▸ Description of the task
Your reply should consist solely of the number of lines in the data that contain "FrameSync".

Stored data
☆ ☆ ☆

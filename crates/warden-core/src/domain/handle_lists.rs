//! HandleLists - ホストごとのハンドル台帳
//!
//! カテゴリごとに未完了の HandleId を順序付きで保持します。
//!
//! # 状態
//! - `None`（absent）: まだ一度も schedule していない、または release 済み
//! - `Some(vec)`: schedule 済み（空のこともある）

use super::category::Category;
use super::ids::HandleId;

/// HandleLists はカテゴリごとの未完了ハンドル一覧
///
/// リストは最初の push で遅延生成され、`take` で absent に戻ります。
#[derive(Debug, Clone, Default, PartialEq, Eq)]
pub struct HandleLists {
    delayed: Option<Vec<HandleId>>,
    repeating: Option<Vec<HandleId>>,
    deferred: Option<Vec<HandleId>>,
    frame_sync: Option<Vec<HandleId>>,
}

impl HandleLists {
    pub fn new() -> Self {
        Self::default()
    }

    fn slot(&self, category: Category) -> &Option<Vec<HandleId>> {
        match category {
            Category::Delayed => &self.delayed,
            Category::Repeating => &self.repeating,
            Category::Deferred => &self.deferred,
            Category::FrameSync => &self.frame_sync,
        }
    }

    fn slot_mut(&mut self, category: Category) -> &mut Option<Vec<HandleId>> {
        match category {
            Category::Delayed => &mut self.delayed,
            Category::Repeating => &mut self.repeating,
            Category::Deferred => &mut self.deferred,
            Category::FrameSync => &mut self.frame_sync,
        }
    }

    /// id を末尾に追加（リストがなければ作成）
    pub fn push(&mut self, category: Category, id: HandleId) {
        self.slot_mut(category).get_or_insert_with(Vec::new).push(id);
    }

    /// id を取り除く
    ///
    /// リストが absent、または id が見つからない場合は何もせず `false` を返す。
    pub fn remove(&mut self, category: Category, id: HandleId) -> bool {
        if let Some(list) = self.slot_mut(category)
            && let Some(index) = list.iter().position(|x| *x == id)
        {
            list.remove(index);
            return true;
        }
        false
    }

    /// リストを取り出して absent に戻す
    pub fn take(&mut self, category: Category) -> Option<Vec<HandleId>> {
        self.slot_mut(category).take()
    }

    pub fn get(&self, category: Category) -> Option<&[HandleId]> {
        self.slot(category).as_deref()
    }

    pub fn contains(&self, category: Category, id: HandleId) -> bool {
        self.get(category).is_some_and(|list| list.contains(&id))
    }

    pub fn len(&self, category: Category) -> usize {
        self.get(category).map_or(0, <[HandleId]>::len)
    }

    /// リストが存在するか（空リストも present とみなす）
    pub fn is_present(&self, category: Category) -> bool {
        self.slot(category).is_some()
    }

    pub fn total(&self) -> usize {
        Category::ALL.iter().map(|c| self.len(*c)).sum()
    }
}

#[cfg(test)]
mod tests {
    use super::*;

    fn id(n: u64) -> HandleId {
        HandleId::new(n)
    }

    #[test]
    fn lists_start_absent() {
        let lists = HandleLists::new();
        for category in Category::ALL {
            assert!(!lists.is_present(category));
            assert_eq!(lists.len(category), 0);
        }
    }

    #[test]
    fn push_creates_list_on_demand() {
        let mut lists = HandleLists::new();
        lists.push(Category::Deferred, id(1));
        lists.push(Category::Deferred, id(2));

        assert!(lists.is_present(Category::Deferred));
        assert!(!lists.is_present(Category::Delayed));
        assert_eq!(lists.get(Category::Deferred), Some(&[id(1), id(2)][..]));
    }

    #[test]
    fn remove_missing_id_is_noop() {
        let mut lists = HandleLists::new();
        assert!(!lists.remove(Category::Delayed, id(1)));

        lists.push(Category::Delayed, id(1));
        assert!(!lists.remove(Category::Delayed, id(2)));
        assert!(!lists.remove(Category::Repeating, id(1)));
        assert!(lists.remove(Category::Delayed, id(1)));
        assert!(!lists.remove(Category::Delayed, id(1)));

        // 空になってもリスト自体は present のまま
        assert!(lists.is_present(Category::Delayed));
        assert_eq!(lists.len(Category::Delayed), 0);
    }

    #[test]
    fn take_resets_to_absent() {
        let mut lists = HandleLists::new();
        lists.push(Category::FrameSync, id(3));

        assert_eq!(lists.take(Category::FrameSync), Some(vec![id(3)]));
        assert!(!lists.is_present(Category::FrameSync));
        assert_eq!(lists.take(Category::FrameSync), None);
    }

    #[test]
    fn total_counts_every_category() {
        let mut lists = HandleLists::new();
        lists.push(Category::Delayed, id(1));
        lists.push(Category::Repeating, id(2));
        lists.push(Category::Repeating, id(3));

        assert_eq!(lists.total(), 3);
        assert!(lists.contains(Category::Repeating, id(3)));
        assert!(!lists.contains(Category::Delayed, id(3)));
    }
}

☆ ☆ ☆

▸ Your solution
6